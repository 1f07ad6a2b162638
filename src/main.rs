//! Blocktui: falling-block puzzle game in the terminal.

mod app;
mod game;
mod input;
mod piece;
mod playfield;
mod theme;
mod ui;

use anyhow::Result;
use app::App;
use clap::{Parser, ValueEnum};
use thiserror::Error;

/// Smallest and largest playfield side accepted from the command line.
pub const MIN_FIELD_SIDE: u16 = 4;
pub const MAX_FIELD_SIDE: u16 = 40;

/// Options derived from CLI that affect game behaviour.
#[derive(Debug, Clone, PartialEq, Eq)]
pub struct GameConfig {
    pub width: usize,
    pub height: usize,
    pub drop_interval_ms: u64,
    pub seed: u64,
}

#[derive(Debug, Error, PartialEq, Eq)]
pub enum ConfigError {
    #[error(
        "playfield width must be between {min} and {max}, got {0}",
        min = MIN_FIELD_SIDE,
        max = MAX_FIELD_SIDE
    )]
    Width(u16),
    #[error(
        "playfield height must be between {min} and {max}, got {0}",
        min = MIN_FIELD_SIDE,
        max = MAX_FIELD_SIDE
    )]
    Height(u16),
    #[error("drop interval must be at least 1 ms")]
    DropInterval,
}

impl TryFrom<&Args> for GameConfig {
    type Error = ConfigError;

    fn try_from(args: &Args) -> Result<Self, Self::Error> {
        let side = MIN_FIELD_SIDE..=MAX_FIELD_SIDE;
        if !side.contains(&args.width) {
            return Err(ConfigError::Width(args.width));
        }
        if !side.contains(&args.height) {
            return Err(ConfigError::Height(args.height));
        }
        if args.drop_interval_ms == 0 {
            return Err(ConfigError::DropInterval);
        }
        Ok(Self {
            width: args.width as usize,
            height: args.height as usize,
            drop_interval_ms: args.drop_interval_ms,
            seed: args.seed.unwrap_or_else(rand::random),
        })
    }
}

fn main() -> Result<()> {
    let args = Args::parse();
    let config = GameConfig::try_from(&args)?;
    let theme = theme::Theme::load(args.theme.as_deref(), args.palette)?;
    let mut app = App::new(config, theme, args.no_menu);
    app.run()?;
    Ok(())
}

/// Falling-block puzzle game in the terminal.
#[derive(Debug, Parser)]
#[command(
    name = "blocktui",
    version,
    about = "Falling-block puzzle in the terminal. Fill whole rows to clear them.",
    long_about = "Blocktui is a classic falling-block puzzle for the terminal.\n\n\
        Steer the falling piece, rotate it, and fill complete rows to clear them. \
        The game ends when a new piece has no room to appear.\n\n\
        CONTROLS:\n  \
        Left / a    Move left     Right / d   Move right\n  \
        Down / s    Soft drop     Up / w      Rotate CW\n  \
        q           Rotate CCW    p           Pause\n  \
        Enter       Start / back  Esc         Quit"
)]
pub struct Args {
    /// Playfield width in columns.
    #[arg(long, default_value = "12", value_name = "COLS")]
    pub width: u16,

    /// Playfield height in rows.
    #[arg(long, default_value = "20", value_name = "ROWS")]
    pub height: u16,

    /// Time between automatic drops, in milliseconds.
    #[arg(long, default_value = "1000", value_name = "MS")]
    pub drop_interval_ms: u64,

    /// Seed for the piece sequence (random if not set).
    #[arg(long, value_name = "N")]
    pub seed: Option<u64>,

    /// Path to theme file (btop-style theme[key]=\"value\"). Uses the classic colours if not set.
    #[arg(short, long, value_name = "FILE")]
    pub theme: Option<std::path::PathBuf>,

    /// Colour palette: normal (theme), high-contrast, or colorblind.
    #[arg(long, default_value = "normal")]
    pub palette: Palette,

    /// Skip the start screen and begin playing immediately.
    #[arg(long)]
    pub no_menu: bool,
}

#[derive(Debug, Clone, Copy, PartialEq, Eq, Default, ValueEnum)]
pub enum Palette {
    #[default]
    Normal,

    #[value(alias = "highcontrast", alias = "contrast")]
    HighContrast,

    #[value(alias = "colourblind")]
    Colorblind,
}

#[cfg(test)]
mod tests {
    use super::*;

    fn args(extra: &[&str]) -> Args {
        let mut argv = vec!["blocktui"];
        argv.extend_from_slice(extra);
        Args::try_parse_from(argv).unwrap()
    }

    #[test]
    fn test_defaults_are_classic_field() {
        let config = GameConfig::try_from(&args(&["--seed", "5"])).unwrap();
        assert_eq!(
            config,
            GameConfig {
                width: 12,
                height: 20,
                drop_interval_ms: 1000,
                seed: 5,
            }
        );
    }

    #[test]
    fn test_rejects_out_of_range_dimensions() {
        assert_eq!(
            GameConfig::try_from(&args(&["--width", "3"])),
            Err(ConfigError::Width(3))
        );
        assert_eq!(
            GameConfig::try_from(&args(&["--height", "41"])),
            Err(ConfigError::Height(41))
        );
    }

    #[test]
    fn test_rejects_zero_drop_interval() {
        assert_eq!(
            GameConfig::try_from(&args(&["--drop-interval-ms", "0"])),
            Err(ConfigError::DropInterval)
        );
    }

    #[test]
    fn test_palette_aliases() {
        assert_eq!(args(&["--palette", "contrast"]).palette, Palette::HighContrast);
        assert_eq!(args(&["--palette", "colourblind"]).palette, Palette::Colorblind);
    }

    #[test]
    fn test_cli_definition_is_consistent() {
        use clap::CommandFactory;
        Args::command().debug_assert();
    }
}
___
◆ Task to complete: If a line in the records above holds the string "return", copy it.

◆ Task solution:
            return Err(ConfigError::Width(args.width));
            return Err(ConfigError::Height(args.height));
            return Err(ConfigError::DropInterval);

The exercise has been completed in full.